Are there standard fixtures for this process?
|Expert Panel Responses|
Fixtures are occasionally used to hold components during reflow. The fixture itself will act as a heat sink which changes the reflow profile.
I suggest setting the profile with the fixture in place to be sure it meets the solder paste suppliers recommendations.
I don't have any experience with the use of fixtures for this, but the obvious concern if using a conventional convection reflow furnace is whether a fixture would interfere with heat transfer to the component in question, and possibly to the surrounding components, because of both its thermal mass and any obstruction it creates to air flow.
This may make getting the reflow profile within specification for the whole board more difficult and I would definitely want one of my reflow logger probes on this component. Depending upon the type of component another concern might be whether the fixture affects the resulting thickness of the solder joints, by interfering with how the surface tension of the solder controls their shape.
This could potentially affect long term reliability, but if the component is suitable for placement onto adhesive then it probably wouldn't be a problem. I have seen attempts to improve the positional accuracy/repeatability of components after reflow by using the solder surface tension forces, in combination with specific pad layouts on component and PCB, to pull them into a specific position.
If you are using a standard component what you can do this way is probably pretty limited, but it might be worth a look at.
Fixtures for holding components in place during reflow, or other soldering processes, are very common and highly recommended. And, if the placement is critical, and you choose to Epoxy the component onto the board first, such a fixture may be required to hold the component in place while the Epoxy cures. So either way, you will need a fixture.
Because most every assembly and component placement situation is unique, most fixtures are custom. Web search "images of SMT solder fixtures" and you will see countless examples. There are many companies that use temperature resistant materials to fabricate fixtures to hold boards and components in place while still allowing the needed heat flow to properly solder the component.
Make sure you run a thermal profile of your assembly in the fixture though the solder process to make sure proper soldering temperatures are achieved.
Senior Project Engineer
Electronic Controls Design Inc
Most SMT parts normally center themselves during reflow pretty well. Between self-centering in reflow and the accuracy of most recent Pick and Place equipment, even 0.4mm pitch QFNs yield very high, especially for just placement. I'd also have concerns about the ability of an Operator to attach a fixture without moving the part of concern or other parts on the assembly.
Besides just having accurate placement initially, it may help to minimize the size of the component pads so that when the part centers after reflow the available variation in possible final location is minimized. This would be more effective with leaded packages than QFNs or BGAs.
If the part is pin-through-hole, there are fixtures with "pushers" that will hold down a part when traveling through the Wave Solder process. This, along with minimizing the hole size may give more accuracy if movement is excessive during soldering.
PCBA Engineering Liaison
General Atomics Electromagnetic Systems Group
Since little information is given about the board assembly or component in question, it's difficult to provide a specific suggestion. In most situations the surface tension of molten solder paste during reflow is adequate to center most SMT parts on the pads.

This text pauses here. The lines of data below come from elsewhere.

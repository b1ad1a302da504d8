//! Lossless-enough XML tree used as the canonical POM representation
//!
//! Parsing and serialization go through `quick-xml`. Whitespace text nodes are
//! kept so an untouched document is written back with its original layout.

mod element;

pub use element::{Element, XmlNode};

use crate::error::{Error, Result};
use quick_xml::Reader;
use quick_xml::Writer;
use quick_xml::events::{BytesCData, BytesEnd, BytesStart, BytesText, Event};
use std::io::Write;

/// The `<?xml ...?>` declaration of a document
#[derive(Debug, Clone, PartialEq, Eq)]
pub struct Declaration {
    pub version: String,
    pub encoding: Option<String>,
    pub standalone: Option<String>,
}

impl Default for Declaration {
    fn default() -> Self {
        Self {
            version: "1.0".to_string(),
            encoding: Some("UTF-8".to_string()),
            standalone: None,
        }
    }
}

/// A parsed XML document
#[derive(Debug, Clone)]
pub struct Document {
    pub declaration: Option<Declaration>,
    /// Comments, doctype and whitespace before the root element
    pub prolog: Vec<XmlNode>,
    pub root: Element,
    /// Anything after the root element
    pub epilog: Vec<XmlNode>,
}

impl Document {
    pub fn new(root: Element) -> Self {
        Self {
            declaration: Some(Declaration::default()),
            prolog: vec![XmlNode::Text("\n".to_string())],
            root,
            epilog: vec![XmlNode::Text("\n".to_string())],
        }
    }

    pub fn parse(source: &str) -> Result<Self> {
        let mut reader = Reader::from_str(source);
        reader.config_mut().trim_text(false);

        let mut declaration = None;
        let mut prolog = Vec::new();
        let mut epilog = Vec::new();
        let mut root: Option<Element> = None;
        let mut stack: Vec<Element> = Vec::new();

        loop {
            let event = reader.read_event()?;
            let node = match event {
                Event::Eof => break,
                Event::Decl(decl) => {
                    let version = decl
                        .version()
                        .map_err(|e| Error::Model(format!("Invalid XML declaration: {e}")))?;
                    let encoding = match decl.encoding() {
                        Some(Ok(value)) => Some(String::from_utf8_lossy(&value).into_owned()),
                        _ => None,
                    };
                    let standalone = match decl.standalone() {
                        Some(Ok(value)) => Some(String::from_utf8_lossy(&value).into_owned()),
                        _ => None,
                    };
                    declaration = Some(Declaration {
                        version: String::from_utf8_lossy(&version).into_owned(),
                        encoding,
                        standalone,
                    });
                    continue;
                }
                Event::Start(start) => {
                    stack.push(start_element(&start)?);
                    continue;
                }
                Event::End(_) => {
                    let finished = stack
                        .pop()
                        .ok_or_else(|| Error::Model("Unbalanced closing tag".to_string()))?;
                    XmlNode::Element(finished)
                }
                Event::Empty(start) => XmlNode::Element(start_element(&start)?),
                Event::Text(text) => XmlNode::Text(
                    text.unescape()
                        .map_err(|e| Error::Model(format!("Invalid XML text: {e}")))?
                        .into_owned(),
                ),
                Event::CData(data) => {
                    XmlNode::CData(String::from_utf8_lossy(&data.into_inner()).into_owned())
                }
                Event::Comment(comment) => {
                    XmlNode::Comment(String::from_utf8_lossy(&comment).into_owned())
                }
                Event::PI(pi) => {
                    XmlNode::ProcessingInstruction(String::from_utf8_lossy(&pi).into_owned())
                }
                Event::DocType(doctype) => {
                    XmlNode::DocType(String::from_utf8_lossy(&doctype).into_owned())
                }
            };

            if let Some(parent) = stack.last_mut() {
                parent.children.push(node);
            } else if let XmlNode::Element(element) = node {
                if root.is_some() {
                    return Err(Error::Model(
                        "Document has more than one root element".to_string(),
                    ));
                }
                root = Some(element);
            } else if root.is_none() {
                prolog.push(node);
            } else {
                epilog.push(node);
            }
        }

        if !stack.is_empty() {
            return Err(Error::Model(format!(
                "Unclosed element <{}>",
                stack.last().map(|e| e.name.as_str()).unwrap_or_default()
            )));
        }

        let root = root.ok_or_else(|| Error::Model("Document has no root element".to_string()))?;
        Ok(Self {
            declaration,
            prolog,
            root,
            epilog,
        })
    }

    pub fn to_xml_string(&self) -> Result<String> {
        let mut writer = Writer::new(Vec::new());

        if let Some(decl) = &self.declaration {
            let mut header = format!("<?xml version=\"{}\"", decl.version);
            if let Some(encoding) = &decl.encoding {
                header.push_str(&format!(" encoding=\"{encoding}\""));
            }
            if let Some(standalone) = &decl.standalone {
                header.push_str(&format!(" standalone=\"{standalone}\""));
            }
            header.push_str("?>");
            writer.get_mut().write_all(header.as_bytes())?;
        }

        for node in &self.prolog {
            write_node(&mut writer, node)?;
        }
        write_element(&mut writer, &self.root)?;
        for node in &self.epilog {
            write_node(&mut writer, node)?;
        }

        String::from_utf8(writer.into_inner())
            .map_err(|e| Error::Model(format!("Serialized XML is not UTF-8: {e}")))
    }
}

fn start_element(start: &BytesStart<'_>) -> Result<Element> {
    let name = String::from_utf8_lossy(start.name().as_ref()).into_owned();
    let mut element = Element::new(name);
    for attribute in start.attributes() {
        let attribute =
            attribute.map_err(|e| Error::Model(format!("Invalid XML attribute: {e}")))?;
        let key = String::from_utf8_lossy(attribute.key.as_ref()).into_owned();
        let value = attribute
            .unescape_value()
            .map_err(|e| Error::Model(format!("Invalid XML attribute value: {e}")))?
            .into_owned();
        element.attributes.push((key, value));
    }
    Ok(element)
}

fn write_element(writer: &mut Writer<Vec<u8>>, element: &Element) -> Result<()> {
    let mut start = BytesStart::new(element.name.as_str());
    for (key, value) in &element.attributes {
        start.push_attribute((key.as_str(), value.as_str()));
    }

    if element.children.is_empty() {
        return emit(writer, Event::Empty(start));
    }

    emit(writer, Event::Start(start))?;
    for child in &element.children {
        write_node(writer, child)?;
    }
    emit(writer, Event::End(BytesEnd::new(element.name.as_str())))
}

fn write_node(writer: &mut Writer<Vec<u8>>, node: &XmlNode) -> Result<()> {
    match node {
        XmlNode::Element(element) => write_element(writer, element),
        XmlNode::Text(text) => emit(
            writer,
            Event::Text(BytesText::from_escaped(quick_xml::escape::partial_escape(text))),
        ),
        XmlNode::CData(data) => emit(writer, Event::CData(BytesCData::new(data.as_str()))),
        XmlNode::Comment(comment) => emit(
            writer,
            Event::Comment(BytesText::from_escaped(comment.as_str())),
        ),
        XmlNode::ProcessingInstruction(pi) => {
            writer.get_mut().write_all(format!("<?{pi}?>").as_bytes())?;
            Ok(())
        }
        XmlNode::DocType(doctype) => {
            writer
                .get_mut()
                .write_all(format!("<!DOCTYPE {doctype}>").as_bytes())?;
            Ok(())
        }
    }
}

fn emit(writer: &mut Writer<Vec<u8>>, event: Event<'_>) -> Result<()> {
    writer
        .write_event(event)
        .map_err(|e| Error::Model(format!("Failed to write XML: {e}")))
}

#[cfg(test)]
mod tests {
    use super::*;

    const SAMPLE: &str = r#"<?xml version="1.0" encoding="UTF-8"?>
<!-- leading comment -->
<project xmlns="http://maven.apache.org/POM/4.0.0">
  <groupId>org.example</groupId>
  <description><![CDATA[a <raw> block]]></description>
  <name>Tom &amp; Jerry</name>
  <properties/>
</project>
"#;

    #[test]
    fn test_parse_structure() {
        let doc = Document::parse(SAMPLE).unwrap();
        assert_eq!(doc.root.name, "project");
        assert_eq!(doc.root.attribute("xmlns"), Some("http://maven.apache.org/POM/4.0.0"));
        assert_eq!(doc.root.child_text("groupId").as_deref(), Some("org.example"));
        assert_eq!(doc.root.child_text("description").as_deref(), Some("a <raw> block"));
        assert_eq!(doc.root.child_text("name").as_deref(), Some("Tom & Jerry"));
        assert!(doc.prolog.iter().any(|n| matches!(n, XmlNode::Comment(c) if c.contains("leading"))));
    }

    #[test]
    fn test_unmodified_document_round_trips() {
        let doc = Document::parse(SAMPLE).unwrap();
        assert_eq!(doc.to_xml_string().unwrap(), SAMPLE);
    }

    #[test]
    fn test_rejects_unbalanced_documents() {
        assert!(Document::parse("<project><groupId>x</groupId>").is_err());
        assert!(Document::parse("").is_err());
    }

    #[test]
    fn test_appended_children_follow_sibling_indentation() {
        let mut doc = Document::parse(
            "<project>\n  <groupId>g</groupId>\n</project>",
        )
        .unwrap();
        doc.root.set_child_text("artifactId", "a");
        let props = doc.root.get_or_create_child("properties");
        props.set_child_text("key", "value");

        assert_eq!(
            doc.to_xml_string().unwrap(),
            "<project>\n  <groupId>g</groupId>\n  <artifactId>a</artifactId>\n  <properties>\n    <key>value</key>\n  </properties>\n</project>"
        );
    }
}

If this is not the case you may want to re-visit the pad geometry and volume of solder paste deposition by your stenciling operation. In most cases the surface tension will also hold most SMT parts in place when they re-reflow in the reflow oven if the board assembly is double-sided, providing the surface tension is greater than the mass of the component.

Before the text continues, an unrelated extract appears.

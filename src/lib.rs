//! Umbrella package for the integration tests in `tests/`
pub use pme_core::*;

Adhesives are generally only used to hold SMT parts in place: 1) during second side reflow soldering if the mass of the component is greater than the retention force of the solder paste, or 2) during a follow-on wave or selective soldering operation if the board assembly also has through-hole parts where the continuously flowing volume of molten solder will most definitely re-reflow any SMT parts.
Using fixtures in the reflow process is a common practice. Unfortunately, due to the design of the board, population, reflow profile, etc., these solutions are pretty much customized for each application.
You might want to think also about alternative solutions for the adhesive application.